La société Monting, appelantes, prie la cour

- d'infirmer le jugement déféré,

- de dire que les demandes formées par la société CGH à son encontre sont sans objet, d'assurer contractuellement et légalement, celle-ci est contrainte d'assurer le service après vente des montres de marques SEIKO qu'elle qu'en soit leur provenance,

- de dire que dès avant l'assignation, elle a apporté sur les bons de garanties délivrées avec les montes, et sur les documents publicitaires les modifications sollicitées par la société CGH,

- de condamner la société CGH à lui verser la somme de 100 000 F à titre de dommages intérêts et celle de 30 000 F en application de l'article 700 du nouveau code de Procédure Civile ;

La société CGH intimée et appelantes à titre incident, demande à la Cour :

- de confirmer le jugement entrepris en ce qu'il a dit que les sociétés appelantes commettaient des actes de concurrence déloyale et disposaient d'un système de distribution incompatible avec son réseau de distribution sélective,

- de réformer le jugement en e qu'il a limité à 150 000 F et à 30 000 F le montant des dommages intérêts à lui allouer du chef de concurrence déloyale et parasitaire, et de condamner les sociétés appelantes à lui verser solidairement, la somme de 1 000 000 F à ce titre,

- d'infirmer le jugement en ce qu'il a ordonné aux sociétés appelantes de respecter les conditions de la distribution sélective, à charge pour elle de les communiquer auxdites sociétés,

- en conséquence, de leur interdire purement et simplement de vendre des montres SEIKO,

- à titre subsidiaire de confirmer le jugement :

.sur les bons de garanties :

- de dire que les bons de garanties remis par les appelantes aux acheteurs créent une confusion dans l'esprit du public,

- d'interdire leur utilisation en l'état sous astreinte de 25 000 F par jour et par infraction constatée, ce dans un délai de 15 jours après la signification du présent arrêt,

- d'ordonner la modification de leur libellé,

- d'ordonner la saisie des bons litigieux,

- d'une manière générale, interdire toute référence à la marque SEIKO,

.sur les panonceaux publicitaires : de confirmer le jugement et de dire en outre que ceux-ci devront mesurer au moins 21 x 29, 7 cm et préciseront notamment que les montres bénéficieront seulement de la garantie offerte par ledit magasin,

- de condamner la société Monting au paiement de la somme de 20 000 francs à titre de dommages intérêt pour procédure dilatoire et abusive, et chacune des sociétés appelantes à celle de 40 000 francs hors taxes sur le fondement de l'article 700 du nouveau code de Procédure Civile.

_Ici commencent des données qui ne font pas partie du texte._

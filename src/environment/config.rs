//! Plan types describing the environment to bring up.

use std::collections::BTreeMap;
use std::path::PathBuf;
use std::time::Duration;

use crate::environment::container::DEFAULT_STOP_TIMEOUT;
use crate::environment::readiness::{DEFAULT_INTERVAL, DEFAULT_MAX_ATTEMPTS};

/// A dependency service run from a pulled image.
#[derive(Debug, Clone)]
pub struct ServiceSpec {
    /// Container name, also its hostname on the network.
    pub name: String,
    /// Image reference to pull.
    pub image: String,
    /// Port exposed and published on the host.
    pub port: u16,
    pub env: BTreeMap<String, String>,
}

/// The application under test, built from a source tree.
#[derive(Debug, Clone)]
pub struct AppSpec {
    /// Container name.
    pub name: String,
    /// Tag for the built image.
    pub tag: String,
    /// Build context root; must contain a `Dockerfile`.
    pub source_dir: PathBuf,
    /// Port exposed and published on the host.
    pub port: u16,
    pub env: BTreeMap<String, String>,
    /// Path requested by the default HTTP readiness probe.
    pub health_path: String,
}

impl AppSpec {
    /// URL of the health endpoint on the host.
    pub fn health_url(&self) -> String {
        format!(
            "http://127.0.0.1:{}/{}",
            self.port,
            self.health_path.trim_start_matches('/')
        )
    }
}

/// Everything needed for one environment lifecycle.
#[derive(Debug, Clone)]
pub struct EnvironmentPlan {
    /// Network both containers join.
    pub network: String,
    pub dependency: ServiceSpec,
    pub app: AppSpec,
    /// Readiness attempts per service.
    pub max_attempts: u32,
    /// Pause between readiness attempts.
    pub poll_interval: Duration,
    /// Bound on waiting for a stopped container.
    pub stop_timeout: Duration,
    /// Keep stopped containers after teardown instead of removing them.
    pub keep_on_teardown: bool,
}

impl EnvironmentPlan {
    pub fn new(network: impl Into<String>, dependency: ServiceSpec, app: AppSpec) -> Self {
        Self {
            network: network.into(),
            dependency,
            app,
            max_attempts: DEFAULT_MAX_ATTEMPTS,
            poll_interval: DEFAULT_INTERVAL,
            stop_timeout: DEFAULT_STOP_TIMEOUT,
            keep_on_teardown: false,
        }
    }
}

En conclusions signifiées le 9 avril 1992, la société Monting prie la Cour de déclarer irrecevables en application des dispositions de l'article 564 du nouveau code de Procédure Civile, les demandes formées par la société CGH tendant à obtenir la condamnation solidaire à la somme de 1 million de francs et les modifications complémentaires des bons de garantie et des panonceaux apposés dans les vitrines.

La société Diditronix intimée, n'a pas constitué avoué, aucune assignation ne lui a été délivrée,

Il convient dès lors, d'ordonner la disjonction de la procédure la concernant dans les termes fixés au dispositif du présent arrêt.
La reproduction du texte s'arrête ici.